[TASK DIRECTIONS] Scan the entries below. List each line with "TemplateError".
++++++
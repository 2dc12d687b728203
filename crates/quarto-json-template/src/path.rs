/*
 * path.rs
 * Copyright (c) 2025 Posit, PBC
 */

//! Property paths into JSON trees.
//!
//! A path addresses a value with dot and bracket segments, for example
//! `employee.salary`, `items[0].name` or `meta["odd.key"]`.

use crate::error::{TemplateError, TemplateResult};
use serde_json::{Map, Value};

/// One step of a property path.
#[derive(Debug, Clone, PartialEq, Eq)]
pub enum Segment {
    /// An object key.
    Key(String),
    /// An array index written in brackets.
    Index(usize),
}

/// Parse a property path into its segments.
pub fn parse(path: &str) -> TemplateResult<Vec<Segment>> {
    let invalid = |message: &str| TemplateError::InvalidPath {
        path: path.to_string(),
        message: message.to_string(),
    };

    let mut segments = Vec::new();
    let mut chars = path.char_indices().peekable();
    let mut key = String::new();
    // Set after a closing bracket, where a bare key may not follow directly
    let mut after_bracket = false;

    while let Some((_, ch)) = chars.next() {
        match ch {
            '.' => {
                if key.is_empty() && !after_bracket {
                    return Err(invalid("empty segment"));
                }
                if !key.is_empty() {
                    segments.push(Segment::Key(std::mem::take(&mut key)));
                }
                after_bracket = false;
                // A trailing or doubled dot leaves an empty segment behind
                if matches!(chars.peek(), None | Some((_, '.' | '['))) {
                    return Err(invalid("empty segment"));
                }
            }
            '[' => {
                if !key.is_empty() {
                    segments.push(Segment::Key(std::mem::take(&mut key)));
                }
                let mut inner = String::new();
                let mut closed = false;
                for (_, c) in chars.by_ref() {
                    if c == ']' && !is_open_quote(&inner) {
                        closed = true;
                        break;
                    }
                    inner.push(c);
                }
                if !closed {
                    return Err(invalid("unterminated bracket"));
                }
                segments.push(bracket_segment(inner.trim()).ok_or_else(|| invalid("bad bracket"))?);
                after_bracket = true;
            }
            _ => {
                if after_bracket {
                    return Err(invalid("expected `.` or `[` after `]`"));
                }
                key.push(ch);
            }
        }
    }

    if !key.is_empty() {
        segments.push(Segment::Key(key));
    }
    if segments.is_empty() {
        return Err(invalid("empty path"));
    }
    Ok(segments)
}

/// Whether `inner` starts a quoted key that has not been closed yet.
fn is_open_quote(inner: &str) -> bool {
    let inner = inner.trim_start();
    match inner.chars().next() {
        Some(q @ ('"' | '\'')) => inner.len() == 1 || !inner[1..].ends_with(q),
        _ => false,
    }
}

fn bracket_segment(inner: &str) -> Option<Segment> {
    for quote in ['"', '\''] {
        if let Some(rest) = inner.strip_prefix(quote) {
            return rest
                .strip_suffix(quote)
                .map(|key| Segment::Key(key.to_string()));
        }
    }
    inner.parse::<usize>().ok().map(Segment::Index)
}

/// Look up a value by path.
pub fn get<'a>(value: &'a Value, segments: &[Segment]) -> Option<&'a Value> {
    segments.iter().try_fold(value, |current, segment| match (current, segment) {
        (Value::Object(map), Segment::Key(key)) => map.get(key),
        (Value::Object(map), Segment::Index(index)) => map.get(&index.to_string()),
        (Value::Array(items), Segment::Index(index)) => items.get(*index),
        (Value::Array(items), Segment::Key(key)) => {
            key.parse::<usize>().ok().and_then(|index| items.get(index))
        }
        _ => None,
    })
}

/// Largest array index [`set`] will create.
pub const MAX_INDEX: usize = 1 << 16;

/// Assign `value` at `segments`, creating intermediate objects and arrays.
///
/// Existing scalars in the way are replaced by containers. An index above
/// [`MAX_INDEX`] is rejected rather than padded out.
pub fn set(target: &mut Value, segments: &[Segment], value: Value) -> TemplateResult<()> {
    let Some((segment, rest)) = segments.split_first() else {
        *target = value;
        return Ok(());
    };

    let slot = match segment {
        Segment::Key(key) => {
            if !target.is_object() {
                *target = Value::Object(Map::new());
            }
            let Value::Object(map) = target else {
                return Ok(());
            };
            map.entry(key.clone()).or_insert(Value::Null)
        }
        Segment::Index(index) => {
            if *index > MAX_INDEX {
                return Err(TemplateError::InvalidPath {
                    path: format!("[{}]", index),
                    message: format!("index exceeds {}", MAX_INDEX),
                });
            }
            if !target.is_array() {
                *target = Value::Array(Vec::new());
            }
            let Value::Array(items) = target else {
                return Ok(());
            };
            if items.len() <= *index {
                items.resize(*index + 1, Value::Null);
            }
            &mut items[*index]
        }
    };
    set(slot, rest, value)
}
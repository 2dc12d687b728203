/*
 * options.rs
 * Copyright (c) 2025 Posit, PBC
 */

//! Options shared by `compile`, `decompile` and `matches`.
//!
//! Options can be built in code or deserialized from JSON configuration:
//!
//! ```json
//! { "delimiters": ["[", "]"], "allowMissing": true }
//! ```
//!
//! Delimiters in configuration may be backslash-escaped (`["\\[", "\\]"]`).

use crate::error::{TemplateError, TemplateResult};
use serde::{Deserialize, Serialize};

pub const DEFAULT_OPEN: &str = "{{";
pub const DEFAULT_CLOSE: &str = "}}";

/// The open/close text that bounds a token.
///
/// In configuration the pair is written in the escaped form accepted by
/// [`Delimiters::from_escaped`], so `["\\[", "\\]"]` and `["[", "]"]` both
/// mean `[`/`]`. A literal backslash is written `\\\\`.
#[derive(Debug, Clone, PartialEq, Eq, Serialize, Deserialize)]
#[serde(try_from = "[String; 2]", into = "[String; 2]")]
pub struct Delimiters {
    open: String,
    close: String,
}

impl Delimiters {
    /// Create a delimiter pair from literal text.
    pub fn new(open: impl Into<String>, close: impl Into<String>) -> TemplateResult<Self> {
        let open = open.into();
        let close = close.into();
        if open.is_empty() || close.is_empty() {
            return Err(TemplateError::InvalidDelimiters {
                message: "delimiters must not be empty".to_string(),
            });
        }
        if open == close {
            return Err(TemplateError::InvalidDelimiters {
                message: format!("open and close delimiters are both `{}`", open),
            });
        }
        Ok(Delimiters { open, close })
    }

    /// Create a delimiter pair from backslash-escaped text, e.g. `\[` and `\]`.
    ///
    /// Every `\x` sequence stands for the literal character `x`.
    pub fn from_escaped(open: &str, close: &str) -> TemplateResult<Self> {
        Self::new(unescape(open), unescape(close))
    }

    pub fn open(&self) -> &str {
        &self.open
    }

    pub fn close(&self) -> &str {
        &self.close
    }
}

impl Default for Delimiters {
    fn default() -> Self {
        Delimiters {
            open: DEFAULT_OPEN.to_string(),
            close: DEFAULT_CLOSE.to_string(),
        }
    }
}

impl TryFrom<[String; 2]> for Delimiters {
    type Error = TemplateError;

    fn try_from([open, close]: [String; 2]) -> TemplateResult<Self> {
        Delimiters::from_escaped(&open, &close)
    }
}

impl From<Delimiters> for [String; 2] {
    fn from(delimiters: Delimiters) -> Self {
        [escape(&delimiters.open), escape(&delimiters.close)]
    }
}

fn escape(text: &str) -> String {
    text.replace('\\', "\\\\")
}

fn unescape(text: &str) -> String {
    let mut out = String::with_capacity(text.len());
    let mut chars = text.chars();
    while let Some(ch) = chars.next() {
        if ch == '\\' {
            // A trailing backslash stands for itself
            out.push(chars.next().unwrap_or('\\'));
        } else {
            out.push(ch);
        }
    }
    out
}

/// Options for template operations.
#[derive(Debug, Clone, Default, PartialEq, Eq, Serialize, Deserialize)]
#[serde(rename_all = "camelCase", default)]
pub struct TemplateOptions {
    /// Token delimiters, `{{`/`}}` unless overridden.
    pub delimiters: Delimiters,

    /// Compile only: return a string containing an unresolved token
    /// unchanged instead of failing with `MissingVariable`.
    pub allow_missing: bool,
}

impl TemplateOptions {
    pub fn new() -> Self {
        Self::default()
    }

    pub fn with_delimiters(mut self, delimiters: Delimiters) -> Self {
        self.delimiters = delimiters;
        self
    }

    pub fn with_allow_missing(mut self, allow_missing: bool) -> Self {
        self.allow_missing = allow_missing;
        self
    }
}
++++++
[RESULT OF THIS EXERCISE]
use crate::error::{TemplateError, TemplateResult};
    let invalid = |message: &str| TemplateError::InvalidPath {
                return Err(TemplateError::InvalidPath {
use crate::error::{TemplateError, TemplateResult};
            return Err(TemplateError::InvalidDelimiters {
            return Err(TemplateError::InvalidDelimiters {
    type Error = TemplateError;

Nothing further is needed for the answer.